- PROVIDED RECORDS
————————

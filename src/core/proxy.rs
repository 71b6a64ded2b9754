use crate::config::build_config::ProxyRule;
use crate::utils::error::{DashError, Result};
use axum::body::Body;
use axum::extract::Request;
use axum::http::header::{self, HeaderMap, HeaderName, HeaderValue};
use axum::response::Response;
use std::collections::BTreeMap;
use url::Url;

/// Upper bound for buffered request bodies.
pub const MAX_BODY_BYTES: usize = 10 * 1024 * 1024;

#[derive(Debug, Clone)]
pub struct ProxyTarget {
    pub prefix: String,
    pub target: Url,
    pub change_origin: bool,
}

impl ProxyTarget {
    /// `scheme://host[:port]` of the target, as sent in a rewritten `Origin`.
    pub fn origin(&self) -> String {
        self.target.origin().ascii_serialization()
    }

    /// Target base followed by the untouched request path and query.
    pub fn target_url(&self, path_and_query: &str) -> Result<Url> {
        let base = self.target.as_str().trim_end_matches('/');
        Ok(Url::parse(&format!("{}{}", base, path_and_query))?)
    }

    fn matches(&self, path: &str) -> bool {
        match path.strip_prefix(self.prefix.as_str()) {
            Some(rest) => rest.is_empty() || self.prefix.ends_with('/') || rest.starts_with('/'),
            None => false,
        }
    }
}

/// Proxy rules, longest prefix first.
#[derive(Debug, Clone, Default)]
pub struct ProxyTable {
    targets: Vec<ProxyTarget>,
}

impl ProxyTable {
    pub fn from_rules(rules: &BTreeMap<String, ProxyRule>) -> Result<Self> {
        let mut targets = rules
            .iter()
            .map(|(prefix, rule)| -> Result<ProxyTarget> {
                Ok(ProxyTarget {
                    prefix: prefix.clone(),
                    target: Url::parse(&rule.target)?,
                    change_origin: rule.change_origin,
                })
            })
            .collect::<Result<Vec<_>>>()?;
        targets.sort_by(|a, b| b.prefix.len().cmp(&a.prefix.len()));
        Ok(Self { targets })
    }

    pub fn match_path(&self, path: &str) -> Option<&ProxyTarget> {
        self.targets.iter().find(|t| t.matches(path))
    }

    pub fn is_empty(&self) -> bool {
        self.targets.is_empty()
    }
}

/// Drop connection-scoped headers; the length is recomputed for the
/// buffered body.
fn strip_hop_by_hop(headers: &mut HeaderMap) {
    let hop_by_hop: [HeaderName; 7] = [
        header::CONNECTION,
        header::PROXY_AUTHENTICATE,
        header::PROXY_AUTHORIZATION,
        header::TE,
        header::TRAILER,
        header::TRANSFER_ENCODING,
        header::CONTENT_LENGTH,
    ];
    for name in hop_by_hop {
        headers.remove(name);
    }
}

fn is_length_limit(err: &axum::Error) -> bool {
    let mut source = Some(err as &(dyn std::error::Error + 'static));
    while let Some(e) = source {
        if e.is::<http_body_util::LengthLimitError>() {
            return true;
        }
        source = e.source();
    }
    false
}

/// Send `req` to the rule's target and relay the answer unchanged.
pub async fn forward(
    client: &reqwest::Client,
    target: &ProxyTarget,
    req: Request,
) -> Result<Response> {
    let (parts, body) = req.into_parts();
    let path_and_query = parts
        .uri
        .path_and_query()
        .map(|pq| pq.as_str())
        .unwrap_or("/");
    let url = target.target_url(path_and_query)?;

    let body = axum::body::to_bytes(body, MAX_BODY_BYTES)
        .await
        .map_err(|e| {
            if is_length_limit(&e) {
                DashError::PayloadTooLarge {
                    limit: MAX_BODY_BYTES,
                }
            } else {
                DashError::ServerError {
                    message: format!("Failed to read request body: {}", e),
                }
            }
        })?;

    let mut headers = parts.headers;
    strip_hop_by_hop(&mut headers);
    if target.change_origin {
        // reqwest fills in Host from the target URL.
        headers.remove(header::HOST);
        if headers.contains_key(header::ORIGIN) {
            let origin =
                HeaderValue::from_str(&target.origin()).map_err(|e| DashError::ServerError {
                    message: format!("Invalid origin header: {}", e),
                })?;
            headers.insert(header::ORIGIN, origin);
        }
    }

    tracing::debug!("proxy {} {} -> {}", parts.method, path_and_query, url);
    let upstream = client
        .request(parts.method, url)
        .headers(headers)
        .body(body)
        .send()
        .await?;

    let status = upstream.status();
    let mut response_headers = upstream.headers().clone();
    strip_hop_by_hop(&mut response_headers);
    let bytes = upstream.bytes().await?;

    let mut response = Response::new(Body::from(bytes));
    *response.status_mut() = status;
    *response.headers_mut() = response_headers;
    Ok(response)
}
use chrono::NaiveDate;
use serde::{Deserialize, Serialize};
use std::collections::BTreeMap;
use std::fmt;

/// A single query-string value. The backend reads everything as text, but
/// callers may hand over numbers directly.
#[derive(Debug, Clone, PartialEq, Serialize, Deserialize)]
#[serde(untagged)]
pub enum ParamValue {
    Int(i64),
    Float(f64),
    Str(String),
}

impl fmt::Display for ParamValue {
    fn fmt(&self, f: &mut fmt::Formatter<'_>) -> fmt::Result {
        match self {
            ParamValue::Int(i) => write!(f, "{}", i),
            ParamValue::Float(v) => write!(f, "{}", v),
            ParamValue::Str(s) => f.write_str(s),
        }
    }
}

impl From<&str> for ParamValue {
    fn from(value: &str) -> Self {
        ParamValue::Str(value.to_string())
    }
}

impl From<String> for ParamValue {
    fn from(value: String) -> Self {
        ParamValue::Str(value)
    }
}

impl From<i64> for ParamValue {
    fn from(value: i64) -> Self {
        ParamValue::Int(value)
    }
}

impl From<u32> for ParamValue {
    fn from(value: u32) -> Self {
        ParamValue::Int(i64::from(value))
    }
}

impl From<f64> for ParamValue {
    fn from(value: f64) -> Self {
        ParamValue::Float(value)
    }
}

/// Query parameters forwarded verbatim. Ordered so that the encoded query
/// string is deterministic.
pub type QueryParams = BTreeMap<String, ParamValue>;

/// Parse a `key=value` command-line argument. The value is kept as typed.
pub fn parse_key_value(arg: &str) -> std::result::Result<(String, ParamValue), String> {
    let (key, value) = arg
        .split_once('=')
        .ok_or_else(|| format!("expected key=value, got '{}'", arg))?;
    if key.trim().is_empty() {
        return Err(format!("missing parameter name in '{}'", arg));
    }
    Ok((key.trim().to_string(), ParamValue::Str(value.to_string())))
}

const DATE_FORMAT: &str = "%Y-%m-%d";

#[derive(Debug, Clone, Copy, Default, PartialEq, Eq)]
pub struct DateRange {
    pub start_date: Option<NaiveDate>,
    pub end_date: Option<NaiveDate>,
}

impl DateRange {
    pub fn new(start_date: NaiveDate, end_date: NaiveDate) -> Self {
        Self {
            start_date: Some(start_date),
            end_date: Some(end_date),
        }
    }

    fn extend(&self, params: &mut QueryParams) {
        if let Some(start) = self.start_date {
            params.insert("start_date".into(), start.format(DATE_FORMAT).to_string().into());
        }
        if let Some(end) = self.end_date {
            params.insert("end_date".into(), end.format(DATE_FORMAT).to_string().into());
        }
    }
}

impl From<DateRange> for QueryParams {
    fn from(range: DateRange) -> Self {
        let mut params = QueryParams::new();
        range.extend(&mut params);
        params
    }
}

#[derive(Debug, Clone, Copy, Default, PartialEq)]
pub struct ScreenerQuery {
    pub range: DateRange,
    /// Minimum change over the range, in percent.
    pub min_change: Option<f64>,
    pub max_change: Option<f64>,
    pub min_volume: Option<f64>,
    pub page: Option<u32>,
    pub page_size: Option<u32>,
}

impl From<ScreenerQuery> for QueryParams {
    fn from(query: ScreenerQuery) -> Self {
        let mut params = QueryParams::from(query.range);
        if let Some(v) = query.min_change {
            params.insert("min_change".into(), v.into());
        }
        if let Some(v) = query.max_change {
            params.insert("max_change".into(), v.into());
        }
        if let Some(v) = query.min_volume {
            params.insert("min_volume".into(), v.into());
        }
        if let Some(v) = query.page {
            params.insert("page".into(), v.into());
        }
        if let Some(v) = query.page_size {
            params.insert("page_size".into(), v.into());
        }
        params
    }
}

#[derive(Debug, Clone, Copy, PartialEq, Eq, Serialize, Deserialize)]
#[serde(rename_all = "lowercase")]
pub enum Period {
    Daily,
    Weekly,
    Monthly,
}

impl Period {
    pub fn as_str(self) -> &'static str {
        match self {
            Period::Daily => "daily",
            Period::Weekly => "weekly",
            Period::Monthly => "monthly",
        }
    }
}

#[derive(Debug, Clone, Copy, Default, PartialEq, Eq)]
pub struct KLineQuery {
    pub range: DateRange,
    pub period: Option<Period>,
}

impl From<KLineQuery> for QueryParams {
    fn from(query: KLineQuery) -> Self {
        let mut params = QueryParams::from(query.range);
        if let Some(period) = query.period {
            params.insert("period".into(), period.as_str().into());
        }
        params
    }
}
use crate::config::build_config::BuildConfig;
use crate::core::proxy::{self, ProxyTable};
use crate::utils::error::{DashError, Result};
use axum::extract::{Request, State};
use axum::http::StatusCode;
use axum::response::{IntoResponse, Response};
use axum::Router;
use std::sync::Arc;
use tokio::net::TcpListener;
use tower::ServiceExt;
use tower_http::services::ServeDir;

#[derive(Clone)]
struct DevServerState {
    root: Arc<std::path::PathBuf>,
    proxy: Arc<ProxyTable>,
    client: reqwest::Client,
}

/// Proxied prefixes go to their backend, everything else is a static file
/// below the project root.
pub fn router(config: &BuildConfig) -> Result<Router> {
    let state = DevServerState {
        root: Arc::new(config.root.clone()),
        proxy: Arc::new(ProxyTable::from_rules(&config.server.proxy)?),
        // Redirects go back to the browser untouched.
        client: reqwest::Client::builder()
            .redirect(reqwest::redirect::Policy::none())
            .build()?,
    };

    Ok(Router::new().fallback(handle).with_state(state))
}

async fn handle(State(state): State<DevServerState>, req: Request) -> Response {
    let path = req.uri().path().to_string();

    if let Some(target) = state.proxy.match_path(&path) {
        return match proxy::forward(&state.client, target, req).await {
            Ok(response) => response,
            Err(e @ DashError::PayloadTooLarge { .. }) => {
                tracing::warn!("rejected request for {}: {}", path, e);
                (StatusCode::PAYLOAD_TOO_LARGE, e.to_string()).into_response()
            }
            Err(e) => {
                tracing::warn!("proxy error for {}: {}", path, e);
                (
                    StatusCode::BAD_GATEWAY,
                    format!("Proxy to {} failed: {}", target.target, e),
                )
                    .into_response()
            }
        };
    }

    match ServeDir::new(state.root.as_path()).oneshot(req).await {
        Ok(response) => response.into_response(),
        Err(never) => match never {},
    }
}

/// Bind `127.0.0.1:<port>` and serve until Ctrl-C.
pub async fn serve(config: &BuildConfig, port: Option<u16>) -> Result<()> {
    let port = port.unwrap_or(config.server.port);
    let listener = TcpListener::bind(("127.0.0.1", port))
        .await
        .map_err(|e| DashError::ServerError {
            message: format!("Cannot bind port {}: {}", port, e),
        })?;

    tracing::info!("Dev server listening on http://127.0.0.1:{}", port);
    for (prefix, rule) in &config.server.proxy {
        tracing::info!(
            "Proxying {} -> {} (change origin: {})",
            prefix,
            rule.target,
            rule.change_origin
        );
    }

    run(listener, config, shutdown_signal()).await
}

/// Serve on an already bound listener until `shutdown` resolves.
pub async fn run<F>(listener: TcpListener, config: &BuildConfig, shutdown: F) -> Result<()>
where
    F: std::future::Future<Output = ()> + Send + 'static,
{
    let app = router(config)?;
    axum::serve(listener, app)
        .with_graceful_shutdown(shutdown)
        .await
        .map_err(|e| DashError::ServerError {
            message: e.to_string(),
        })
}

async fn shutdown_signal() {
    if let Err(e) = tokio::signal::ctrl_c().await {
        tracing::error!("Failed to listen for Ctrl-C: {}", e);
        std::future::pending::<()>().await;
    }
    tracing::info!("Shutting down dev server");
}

————————

Where does the word "future" show up in the material? Copy out each line that has it.

    F: std::future::Future<Output = ()> + Send + 'static,
        std::future::pending::<()>().await;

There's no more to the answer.